2025 Volume 90 Issue 1 Pages 005-018
This paper first focuses on ontology presented by Marcel Mauss in his "Essai sur le don," noting its strong affinity with contemporary theories of animism, and then examines the chronological setting of that ontology. In this respect, it is interesting to note that Mauss's setting is consistent with the historical understanding that Karl Jaspers established as the "Axial Age." In other words, in Mauss's text, the term "modernity" is taken broadly to refer to the period after the "Axial Age," while the earlier period is characterized as the "archaic" period.
Second, after confirming this position, the paper takes the "Axial Age" as a ridge line and extracts two types of ontology, in identifying the earlier side of this line as "immanentism" and the later side as "transcendentalism." A preliminary discussion will be given to each of them.
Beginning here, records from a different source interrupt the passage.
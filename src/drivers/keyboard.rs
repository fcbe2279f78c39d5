use crossterm::event::{Event, KeyCode, KeyEventKind, KeyModifiers};

/// Smooths over platform differences in key reporting before events reach
/// the router: release/repeat events are dropped, Shift+Tab becomes BackTab,
/// and uppercase letters lose the redundant SHIFT flag so hosted windows can
/// match on the character alone.
#[derive(Default)]
pub struct KeyboardNormalizer {
    esc_down: bool,
}

impl KeyboardNormalizer {
    pub fn new() -> Self {
        Self::default()
    }

    pub fn normalize(&mut self, evt: Event) -> Option<Event> {
        let Event::Key(mut key) = evt else {
            return Some(evt);
        };
        match key.kind {
            KeyEventKind::Release => {
                if key.code == KeyCode::Esc {
                    self.esc_down = false;
                }
                return None;
            }
            KeyEventKind::Repeat if cfg!(windows) => return None,
            _ => {}
        }
        if cfg!(windows) {
            // Windows consoles report a held Esc as a stream of presses.
            if key.code == KeyCode::Esc {
                if self.esc_down {
                    return None;
                }
                self.esc_down = true;
            } else {
                self.esc_down = false;
            }
        }
        if key.code == KeyCode::Tab && key.modifiers.contains(KeyModifiers::SHIFT) {
            key.code = KeyCode::BackTab;
            key.modifiers.remove(KeyModifiers::SHIFT);
        }
        if let KeyCode::Char(c) = key.code
            && c.is_uppercase()
        {
            key.modifiers.remove(KeyModifiers::SHIFT);
        }
        Some(Event::Key(key))
    }
}

#[cfg(test)]
mod tests {
    use super::*;
    use crossterm::event::KeyEvent;

    #[test]
    fn tab_with_shift_becomes_backtab() {
        let mut norm = KeyboardNormalizer::new();
        let key = KeyEvent::new(KeyCode::Tab, KeyModifiers::SHIFT);
        let out = norm.normalize(Event::Key(key)).expect("should return event");
        let Event::Key(k) = out else {
            panic!("expected key event");
        };
        assert_eq!(k.code, KeyCode::BackTab);
        assert!(!k.modifiers.contains(KeyModifiers::SHIFT));
    }

    #[test]
    fn release_key_is_ignored() {
        let mut norm = KeyboardNormalizer::new();
        let mut key = KeyEvent::new(KeyCode::Char('a'), KeyModifiers::NONE);
        key.kind = KeyEventKind::Release;
        assert!(norm.normalize(Event::Key(key)).is_none());
    }

    #[test]
    fn uppercase_drops_shift() {
        let mut norm = KeyboardNormalizer::new();
        let key = KeyEvent::new(KeyCode::Char('A'), KeyModifiers::SHIFT);
        let Some(Event::Key(k)) = norm.normalize(Event::Key(key)) else {
            panic!("expected key event");
        };
        assert_eq!(k.modifiers, KeyModifiers::NONE);
    }

    #[test]
    fn non_key_events_pass_through() {
        let mut norm = KeyboardNormalizer::new();
        assert!(norm.normalize(Event::Resize(10, 20)).is_some());
    }
}
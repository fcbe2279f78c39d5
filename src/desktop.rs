//! The compositor: owns the window registry, the global chrome and every
//! piece of modal state, and runs the draw → read → dispatch cycle.
use std::fmt;
use std::io;
use std::path::PathBuf;

use crossterm::event::Event;
use ratatui::prelude::Rect;

use crate::actions::{AppAction, ConfigUpdate};
use crate::apps::{FolderWindow, LogViewer, NoteWindow};
use crate::background::BackgroundOperationManager;
use crate::clipboard::Clipboard;
use crate::components::{
    Component, DesktopIcons, Dialog, Menu, MenuAnchor, MenuBar, MenuItem, StatusBar, Taskbar,
};
use crate::config::{DesktopConfig, TermSize};
use crate::constants::{DESKTOP_PATTERN, DESKTOP_PATTERN_ASCII, EXIT_DIALOG_TITLE};
use crate::content::{self, APP_NAME, APP_VERSION};
use crate::debug_log::DebugLogHandle;
use crate::dispatch::ActionDispatcher;
use crate::drag_drop::DragDropController;
use crate::drivers::{InputDriver, OutputDriver};
use crate::error::DesktopError;
use crate::event_loop::{ControlFlow, EventLoop};
use crate::input::{ClickTracker, MouseInput};
use crate::keybindings::KeyBindings;
use crate::layout::workspace_rect;
use crate::theme;
use crate::ui::UiFrame;
use crate::window::decorator::{RetroDecorator, WindowDecorator};
use crate::window::{WindowApp, WindowId, WindowRegistry};

pub struct Desktop {
    pub(crate) config: DesktopConfig,
    pub(crate) term: TermSize,
    pub(crate) windows: WindowRegistry,
    pub(crate) menu: MenuBar<AppAction>,
    pub(crate) dialog: Option<Dialog>,
    pub(crate) drag_drop: DragDropController,
    pub(crate) background: BackgroundOperationManager,
    pub(crate) dispatcher: ActionDispatcher,
    pub(crate) clipboard: Clipboard,
    pub(crate) keybindings: KeyBindings,
    pub(crate) icons: DesktopIcons,
    pub(crate) taskbar: Taskbar,
    pub(crate) status_bar: StatusBar,
    pub(crate) decorator: RetroDecorator,
    pub(crate) clicks: ClickTracker,
    /// Whether the last mouse report had a button held.
    pub(crate) button_down: bool,
    pub(crate) log: Option<DebugLogHandle>,
    pub(crate) running: bool,
    host: String,
}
Third, relying on the passage in which Mauss says, "To go outside oneself, in other words, to give," this paper will take up the argument that "going outside oneself" means "calling" to others, proceeding then to an examination of "calling" especially in an "imamanentist" context. Focusing on "names" given to others, we can point out the moment of "addressing by name" as something that should be inserted into the action-theoretic moments of "naming" and "name-taking." We can also take up the issue of "communality" before the division and articulation of "caller" and "called." In this paper, I will illustrate the linkage between "addressing by name" and "name-taking" on the basis of this communality through the events in precolonial Madagascar.
Fourth, based on the above considerations, this paper presents some insights on the nature of "calling" in a "transcendentalist" context.